Stuttgart Alkoholverbot: In der SPD wächst der Widerstand

Stößt mit seinen Plänen für ein Alkoholverbot auf Kritik: Innenminister Reinhold Gall (SPD).
Stößt mit seinen Plänen für ein Alkoholverbot auf Kritik: Innenminister Reinhold Gall (SPD).
Stuttgart / LSW 13.09.2012
In der SPD greift die Abneigung gegen ein Alkoholverbot auf öffentlichen Plätzen um sich. Auch die Grünen-Spitze lehnt das Verbot partout ab.

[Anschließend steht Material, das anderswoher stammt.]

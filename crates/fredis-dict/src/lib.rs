//! The primary associative container of the FrankenRedis storage core.
//!
//! A [`Dict`] is a chained hash table over two power-of-two bucket
//! arrays. Growing or shrinking never blocks the request path: a
//! resize allocates the second table and migration proceeds one bucket
//! at a time, piggybacked on ordinary lookups and writes plus an
//! explicit time-budgeted driver ([`Dict::rehash_for_ms`]). While a
//! rehash is active, reads consult both tables and writes land in the
//! new one.
//!
//! Traversal comes in three flavors with different contracts:
//!
//! - [`Dict::iter_safe`] suspends incremental rehashing for its
//!   lifetime, so bucket positions are stable for the whole walk (the
//!   snapshot writer relies on this).
//! - [`Dict::iter`] is the cheap variant: it records a fingerprint of
//!   the table state and panics on drop if the dictionary changed
//!   under it.
//! - [`Dict::scan`] is a stateless cursor traversal that tolerates
//!   resizes *between* calls, at the price of possibly yielding an
//!   entry more than once.

mod dict;
mod iter;
mod scan;

pub use dict::{BytesKeys, Dict, DictEntry, DictStats, DictType, INITIAL_SIZE};
pub use iter::Iter;

use std::sync::atomic::{AtomicBool, AtomicU64, Ordering};

/// Process-wide resize switch.
///
/// Turned off while a copy-on-write snapshot child is alive so bucket
/// migration does not touch pages the child shares with us. Even when
/// off, a table more than five times overloaded is still allowed to
/// grow (see [`Dict`]'s insert path).
static DICT_CAN_RESIZE: AtomicBool = AtomicBool::new(true);

/// Process-wide seed for the keyed byte-string hash.
static HASH_SEED: AtomicU64 = AtomicU64::new(0);

/// Allow automatic resizing again.
pub fn enable_resize() {
    DICT_CAN_RESIZE.store(true, Ordering::Relaxed);
}

/// Suppress automatic resizing (except under extreme load).
pub fn disable_resize() {
    DICT_CAN_RESIZE.store(false, Ordering::Relaxed);
}

/// Current state of the process-wide resize switch.
#[must_use]
pub fn resize_enabled() -> bool {
    DICT_CAN_RESIZE.load(Ordering::Relaxed)
}

/// Set the keyed-hash seed. Call once at startup, before any
/// dictionary is populated: changing the seed under live tables makes
/// every stored key unreachable.
pub fn set_hash_seed(seed: u64) {
    HASH_SEED.store(seed, Ordering::Relaxed);
}

/// The current keyed-hash seed.
#[must_use]
pub fn hash_seed() -> u64 {
    HASH_SEED.load(Ordering::Relaxed)
}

Knapp zwei Wochen vor dem SPD-Parteitag mehren sich in der Partei die Stimmen gegen das von Innenminister Reinhold Gall (SPD) favorisierte Alkoholverbot auf öffentlichen Plätzen. Die Antragskommission für den Parteitag habe sich dagegen ausgesprochen, dass Kommunen die Möglichkeit bekommen, zeitlich begrenzte Verbote auszusprechen, sagte SPD-Sprecher Andreas Reißig.

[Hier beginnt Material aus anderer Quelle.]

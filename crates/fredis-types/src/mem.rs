//! Process-wide allocation accounting.
//!
//! [`CountingAllocator`] wraps the system allocator and maintains a
//! used-memory counter that background workers update concurrently
//! with the request thread, so the counter is atomic. Sizes are
//! rounded up to word alignment before accounting, matching what the
//! allocator actually hands out for small requests.
//!
//! The library only defines the allocator; the embedding binary opts
//! in with `#[global_allocator]`. Installing one from a library would
//! force it on every dependent.

use std::alloc::{GlobalAlloc, Layout, System};
use std::sync::atomic::{AtomicU64, AtomicUsize, Ordering};

static USED_MEMORY: AtomicUsize = AtomicUsize::new(0);

/// Out-of-memory handler, stored as a raw fn pointer so the allocation
/// path never takes a lock. 0 means "use the default".
static OOM_HANDLER: AtomicU64 = AtomicU64::new(0);

/// Bytes currently accounted as live by [`CountingAllocator`].
#[must_use]
pub fn used_memory() -> usize {
    USED_MEMORY.load(Ordering::Relaxed)
}

/// Replace the process-wide out-of-memory handler.
///
/// The default logs the failed size to stderr and aborts; a host can
/// install a handler that sheds caches instead, but if the handler
/// returns, the failed allocation is still reported as null to the
/// caller.
pub fn set_oom_handler(handler: fn(usize)) {
    OOM_HANDLER.store(handler as usize as u64, Ordering::SeqCst);
}

fn default_oom_handler(size: usize) {
    eprintln!("fredis: out of memory allocating {size} bytes");
    std::process::abort();
}

fn run_oom_handler(size: usize) {
    let raw = OOM_HANDLER.load(Ordering::SeqCst);
    if raw == 0 {
        default_oom_handler(size);
    } else {
        // Stored from a valid `fn(usize)` in set_oom_handler.
        let handler: fn(usize) = unsafe { std::mem::transmute(raw as usize) };
        handler(size);
    }
}

const fn round_to_word(size: usize) -> usize {
    let word = std::mem::size_of::<usize>();
    (size + word - 1) & !(word - 1)
}

/// A [`GlobalAlloc`] that forwards to the system allocator and keeps
/// the used-memory counter.
pub struct CountingAllocator;

unsafe impl GlobalAlloc for CountingAllocator {
    unsafe fn alloc(&self, layout: Layout) -> *mut u8 {
        let ptr = System.alloc(layout);
        if ptr.is_null() {
            run_oom_handler(layout.size());
        } else {
            USED_MEMORY.fetch_add(round_to_word(layout.size()), Ordering::Relaxed);
        }
        ptr
    }

    unsafe fn dealloc(&self, ptr: *mut u8, layout: Layout) {
        System.dealloc(ptr, layout);
        USED_MEMORY.fetch_sub(round_to_word(layout.size()), Ordering::Relaxed);
    }

    unsafe fn realloc(&self, ptr: *mut u8, layout: Layout, new_size: usize) -> *mut u8 {
        let new_ptr = System.realloc(ptr, layout, new_size);
        if new_ptr.is_null() {
            run_oom_handler(new_size);
        } else {
            let old = round_to_word(layout.size());
            let new = round_to_word(new_size);
            if new >= old {
                USED_MEMORY.fetch_add(new - old, Ordering::Relaxed);
            } else {
                USED_MEMORY.fetch_sub(old - new, Ordering::Relaxed);
            }
        }
        new_ptr
    }
}

#[cfg(test)]
mod tests {
    use super::*;

    #[test]
    fn test_rounding_is_word_aligned() {
        let word = std::mem::size_of::<usize>();
        assert_eq!(round_to_word(1), word);
        assert_eq!(round_to_word(word), word);
        assert_eq!(round_to_word(word + 1), 2 * word);
        assert_eq!(round_to_word(0), 0);
    }

    #[test]
    fn test_alloc_and_dealloc_balance_the_counter() {
        // Drive the allocator directly; it is not installed globally in
        // tests, so the counter only sees what we do here.
        let alloc = CountingAllocator;
        let layout = Layout::from_size_align(100, 8).expect("layout should be valid");
        let before = used_memory();
        let ptr = unsafe { alloc.alloc(layout) };
        assert!(!ptr.is_null());
        assert_eq!(used_memory() - before, round_to_word(100));
        unsafe { alloc.dealloc(ptr, layout) };
        assert_eq!(used_memory(), before);
    }
}
//! Background work queues.
//!
//! Some operations the request thread must trigger are allowed to take
//! arbitrarily long: closing a file whose last reference unlinks it,
//! syncing an append log to disk, freeing an aggregate value with
//! millions of elements. Each such operation becomes a fire-and-forget
//! job handed to a dedicated worker.
//!
//! The design is deliberately small: one worker thread per job kind,
//! each kind owning a FIFO queue protected by a mutex and a pair of
//! condition variables (`new_job` wakes the worker, `step_done` wakes
//! anyone blocked in [`BackgroundWorkers::wait_one`]). Jobs of one
//! kind complete strictly in submission order; there is no ordering
//! across kinds, and no completion callback: completion is observable
//! only through [`BackgroundWorkers::pending`] and
//! [`BackgroundWorkers::wait_one`].

use std::any::Any;
use std::collections::VecDeque;
use std::fs::File;
use std::sync::atomic::{AtomicBool, Ordering};
use std::sync::{Arc, Condvar, Mutex, MutexGuard, PoisonError};
use std::thread::JoinHandle;
use std::time::SystemTime;

use tracing::{debug, warn};

/// The fixed set of job kinds. Each kind has its own queue and worker;
/// there is no dynamic registration.
#[derive(Clone, Copy, Debug, PartialEq, Eq)]
pub enum JobKind {
    /// Close a file descriptor (dropping the handle) off-thread.
    CloseFile,
    /// Issue a blocking disk sync off-thread.
    FsyncFile,
    /// Run a large value's destructor off-thread.
    LazyFree,
}

const KIND_COUNT: usize = 3;

impl JobKind {
    const ALL: [Self; KIND_COUNT] = [Self::CloseFile, Self::FsyncFile, Self::LazyFree];

    const fn index(self) -> usize {
        match self {
            Self::CloseFile => 0,
            Self::FsyncFile => 1,
            Self::LazyFree => 2,
        }
    }

    const fn name(self) -> &'static str {
        match self {
            Self::CloseFile => "close-file",
            Self::FsyncFile => "fsync-file",
            Self::LazyFree => "lazy-free",
        }
    }
}

/// Payload of one background job.
pub enum Job {
    /// Take ownership of the file and close it on the worker.
    CloseFile(File),
    /// Sync the shared file handle on the worker.
    FsyncFile(Arc<File>),
    /// Drop the boxed structure on the worker. Any `Send` structure
    /// works: a detached value, a pair of retired dictionaries, an
    /// ordered index.
    LazyFree(Box<dyn Any + Send>),
}

impl Job {
    const fn kind(&self) -> JobKind {
        match self {
            Self::CloseFile(_) => JobKind::CloseFile,
            Self::FsyncFile(_) => JobKind::FsyncFile,
            Self::LazyFree(_) => JobKind::LazyFree,
        }
    }
}

struct QueuedJob {
    /// When the job was submitted. Useful in logs when a queue backs
    /// up.
    created: SystemTime,
    job: Job,
}

/// Queue contents plus the count of queued and in-flight jobs. The
/// count lags the queue by exactly the job the worker is currently
/// running, which is what makes `pending == 0` mean "all side effects
/// visible".
#[derive(Default)]
struct QueueInner {
    jobs: VecDeque<QueuedJob>,
    pending: u64,
}

#[derive(Default)]
struct QueueState {
    inner: Mutex<QueueInner>,
    new_job: Condvar,
    step_done: Condvar,
}

/// The worker pool. One instance per process; the request thread
/// submits, workers consume.
pub struct BackgroundWorkers {
    queues: Arc<[QueueState; KIND_COUNT]>,
    shutdown: Arc<AtomicBool>,
    handles: Vec<JoinHandle<()>>,
}

/// A worker never panics, so a poisoned queue mutex can only come from
/// a panicking caller thread mid-submit; the queue data is still
/// structurally sound, so we keep going with it.
fn lock_queue(queue: &QueueState) -> MutexGuard<'_, QueueInner> {
    queue
        .inner
        .lock()
        .unwrap_or_else(PoisonError::into_inner)
}

impl BackgroundWorkers {
    /// Spawn the three workers.
    #[must_use]
    pub fn start() -> Self {
        let queues: Arc<[QueueState; KIND_COUNT]> = Arc::new(Default::default());
        let shutdown = Arc::new(AtomicBool::new(false));
        let mut handles = Vec::with_capacity(KIND_COUNT);

        for kind in JobKind::ALL {
            let queues = Arc::clone(&queues);
            let shutdown = Arc::clone(&shutdown);
            let handle = std::thread::Builder::new()
                .name(format!("fredis-bg-{}", kind.name()))
                .spawn(move || worker_loop(kind, &queues[kind.index()], &shutdown))
                .expect("spawning a background worker thread");
            handles.push(handle);
        }

        Self {
            queues,
            shutdown,
            handles,
        }
    }

    /// Append a job to its kind's queue and wake the worker. Returns
    /// immediately; the only blocking is the queue mutex, which the
    /// single consumer holds only briefly.
    pub fn submit(&self, job: Job) {
        let kind = job.kind();
        let queue = &self.queues[kind.index()];
        let mut inner = lock_queue(queue);
        inner.jobs.push_back(QueuedJob {
            created: SystemTime::now(),
            job,
        });
        inner.pending += 1;
        queue.new_job.notify_one();
    }

    /// Queued plus in-flight jobs of the given kind. When this reads
    /// zero, every side effect of previously submitted jobs of that
    /// kind is visible to the caller.
    #[must_use]
    pub fn pending(&self, kind: JobKind) -> u64 {
        lock_queue(&self.queues[kind.index()]).pending
    }

    /// If jobs of this kind are pending, block until the worker
    /// finishes at least one, and return the count still pending.
    /// Returns immediately with zero when the queue is idle.
    pub fn wait_one(&self, kind: JobKind) -> u64 {
        let queue = &self.queues[kind.index()];
        let mut inner = lock_queue(queue);
        if inner.pending != 0 {
            inner = queue
                .step_done
                .wait(inner)
                .unwrap_or_else(PoisonError::into_inner);
        }
        inner.pending
    }

    /// Drain every queue and join the workers. Jobs already submitted
    /// are completed; the call returns when all three threads have
    /// exited.
    pub fn shutdown(mut self) {
        self.request_shutdown();
        for handle in self.handles.drain(..) {
            if handle.join().is_err() {
                warn!("background worker exited by panic during shutdown");
            }
        }
    }

    /// Set the flag and wake every worker. The notify happens under
    /// each queue's mutex: a worker is then either before its
    /// flag check (and will see it) or already waiting (and will be
    /// woken), never in between.
    fn request_shutdown(&self) {
        self.shutdown.store(true, Ordering::SeqCst);
        for queue in self.queues.iter() {
            let _guard = lock_queue(queue);
            queue.new_job.notify_all();
        }
    }
}

impl Drop for BackgroundWorkers {
    fn drop(&mut self) {
        // Abnormal teardown: leave the threads to die with the
        // process. Only `shutdown` drains and joins.
        self.request_shutdown();
    }
}

fn worker_loop(kind: JobKind, queue: &QueueState, shutdown: &AtomicBool) {
    block_alarm_signal();

    let mut inner = lock_queue(queue);
    loop {
        while inner.jobs.is_empty() {
            if shutdown.load(Ordering::SeqCst) {
                return;
            }
            // Spurious wakeups land back in this loop.
            inner = queue
                .new_job
                .wait(inner)
                .unwrap_or_else(PoisonError::into_inner);
        }
        let queued = inner.jobs.pop_front().expect("queue checked non-empty");
        drop(inner);

        run_job(kind, queued);

        inner = lock_queue(queue);
        inner.pending -= 1;
        queue.step_done.notify_all();
    }
}

fn run_job(kind: JobKind, queued: QueuedJob) {
    if let Ok(age) = queued.created.elapsed() {
        if age.as_secs() >= 1 {
            debug!(kind = kind.name(), age_secs = age.as_secs(), "job sat queued");
        }
    }
    match queued.job {
        Job::CloseFile(file) => {
            // Dropping the handle issues the close; if this was the
            // last reference to an unlinked file, the kernel reclaims
            // the blocks here instead of on the request thread.
            drop(file);
        }
        Job::FsyncFile(file) => {
            if let Err(err) = file.sync_all() {
                // Fire-and-forget contract: log and keep consuming.
                warn!(error = %err, "background fsync failed");
            }
        }
        Job::LazyFree(payload) => {
            drop(payload);
        }
    }
}

/// Keep the periodic alarm signal routed to the main thread only.
#[cfg(unix)]
fn block_alarm_signal() {
    use nix::sys::signal::{pthread_sigmask, SigSet, SigmaskHow, Signal};

    let mut set = SigSet::empty();
    set.add(Signal::SIGALRM);
    if let Err(err) = pthread_sigmask(SigmaskHow::SIG_BLOCK, Some(&set), None) {
        warn!(error = %err, "cannot mask SIGALRM in background worker");
    }
}

#[cfg(not(unix))]
fn block_alarm_signal() {}

#[cfg(test)]
mod tests {
    use super::*;
    use std::io::{Read, Seek, SeekFrom, Write};
    use std::sync::atomic::AtomicUsize;

    /// Payload that records its drop order in a shared log.
    struct Tracked {
        id: usize,
        log: Arc<Mutex<Vec<usize>>>,
    }

    impl Drop for Tracked {
        fn drop(&mut self) {
            self.log
                .lock()
                .unwrap_or_else(PoisonError::into_inner)
                .push(self.id);
        }
    }

    fn drain(workers: &BackgroundWorkers, kind: JobKind) {
        while workers.pending(kind) != 0 {
            workers.wait_one(kind);
        }
    }

    #[test]
    fn test_lazy_free_completes_in_submission_order() {
        let workers = BackgroundWorkers::start();
        let log = Arc::new(Mutex::new(Vec::new()));

        for id in 0..3 {
            workers.submit(Job::LazyFree(Box::new(Tracked {
                id,
                log: Arc::clone(&log),
            })));
        }
        drain(&workers, JobKind::LazyFree);

        let order = log.lock().expect("drop log available").clone();
        assert_eq!(order, vec![0, 1, 2], "FIFO within a kind");
        workers.shutdown();
    }

    #[test]
    fn test_pending_drains_to_zero_and_effects_are_visible() {
        let workers = BackgroundWorkers::start();
        let freed = Arc::new(AtomicUsize::new(0));

        struct Bump(Arc<AtomicUsize>);
        impl Drop for Bump {
            fn drop(&mut self) {
                self.0.fetch_add(1, Ordering::SeqCst);
            }
        }

        for _ in 0..100 {
            workers.submit(Job::LazyFree(Box::new(Bump(Arc::clone(&freed)))));
        }
        drain(&workers, JobKind::LazyFree);

        // pending == 0 implies every destructor has run.
        assert_eq!(freed.load(Ordering::SeqCst), 100);
        workers.shutdown();
    }

    #[test]
    fn test_wait_one_returns_immediately_when_idle() {
        let workers = BackgroundWorkers::start();
        assert_eq!(workers.wait_one(JobKind::CloseFile), 0);
        assert_eq!(workers.pending(JobKind::FsyncFile), 0);
        workers.shutdown();
    }

    #[test]
    fn test_fsync_then_close_file_jobs() {
        let workers = BackgroundWorkers::start();

        let mut file = tempfile::tempfile().expect("temp file should open");
        file.write_all(b"payload").expect("write should succeed");
        let shared = Arc::new(file.try_clone().expect("clone handle"));

        workers.submit(Job::FsyncFile(Arc::clone(&shared)));
        drain(&workers, JobKind::FsyncFile);

        workers.submit(Job::CloseFile(
            file.try_clone().expect("clone handle for close"),
        ));
        drain(&workers, JobKind::CloseFile);

        // The original handle survives the background close of its
        // clone; the data is still there.
        let mut buf = String::new();
        file.seek(SeekFrom::Start(0)).expect("seek");
        file.read_to_string(&mut buf).expect("read back");
        assert_eq!(buf, "payload");
        workers.shutdown();
    }

    #[test]
    fn test_kinds_are_independent_queues() {
        let workers = BackgroundWorkers::start();
        let log = Arc::new(Mutex::new(Vec::new()));

        workers.submit(Job::LazyFree(Box::new(Tracked {
            id: 7,
            log: Arc::clone(&log),
        })));
        // Waiting on a different kind must not be affected by the
        // lazy-free queue.
        assert_eq!(workers.wait_one(JobKind::CloseFile), 0);
        drain(&workers, JobKind::LazyFree);
        assert_eq!(log.lock().expect("drop log").as_slice(), &[7]);
        workers.shutdown();
    }

    #[test]
    fn test_shutdown_drains_submitted_jobs() {
        let workers = BackgroundWorkers::start();
        let freed = Arc::new(AtomicUsize::new(0));

        struct Bump(Arc<AtomicUsize>);
        impl Drop for Bump {
            fn drop(&mut self) {
                self.0.fetch_add(1, Ordering::SeqCst);
            }
        }

        for _ in 0..50 {
            workers.submit(Job::LazyFree(Box::new(Bump(Arc::clone(&freed)))));
        }
        workers.shutdown();
        assert_eq!(freed.load(Ordering::SeqCst), 50);
    }
}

Die Kommission habe sich damit auf die Seite der Jusos geschlagen und plädiere für mehr Prävention. Reißig sagte aber auch: "Die Antragskommission gibt lediglich Empfehlungen ab." Der Vorstand will aber mit einem Antrag im Sinne Galls dagegen halten. Der Minister will das Polizeigesetz ändern, damit Kommunen Alkoholexzesse an sozialen Brennpunkten verhindern können.

Gall ließ sich von der Empfehlung der Kommission nicht beeindrucken. "Unser Vorstoß ist sinnvoll. Auf dem Parteitag werden wir dafür kämpfen mit Unterstützung vieler Kommunalpolitiker", sagte er. SPD-Fraktionschef Claus Schmiedel sagte, das Votum der Antragskommission sei "keine Vorentscheidung". " Auf dem Parteitag werden sich die besseren Argumente durchsetzen." Nach Galls Vorstellungen sollen Städte die Möglichkeit bekommen, den Alkoholkonsum auf öffentlichen Plätzen zu verbieten. Dabei ist vor allem an die Nächte zum Samstag und Sonntag und vor Feiertagen gedacht. Für das Verbot kommen 12 bis 15 Kommunen in Betracht. Als Beispiele gelten Freiburg, Stuttgart, Tübingen, Heilbronn, Konstanz und Heidelberg. Grünen-Landeschef Chris Kühn begrüßte die Position der Antragskommission. "Es geht um Prävention, Verbote bringen nichts", sagte Kühn. Bei den Grünen gibt es aber auch Stimmen für ein Verbot, so fordert etwa der Tübinger Oberbürgermeister Boris Palmer, die Möglichkeit eines Verbots.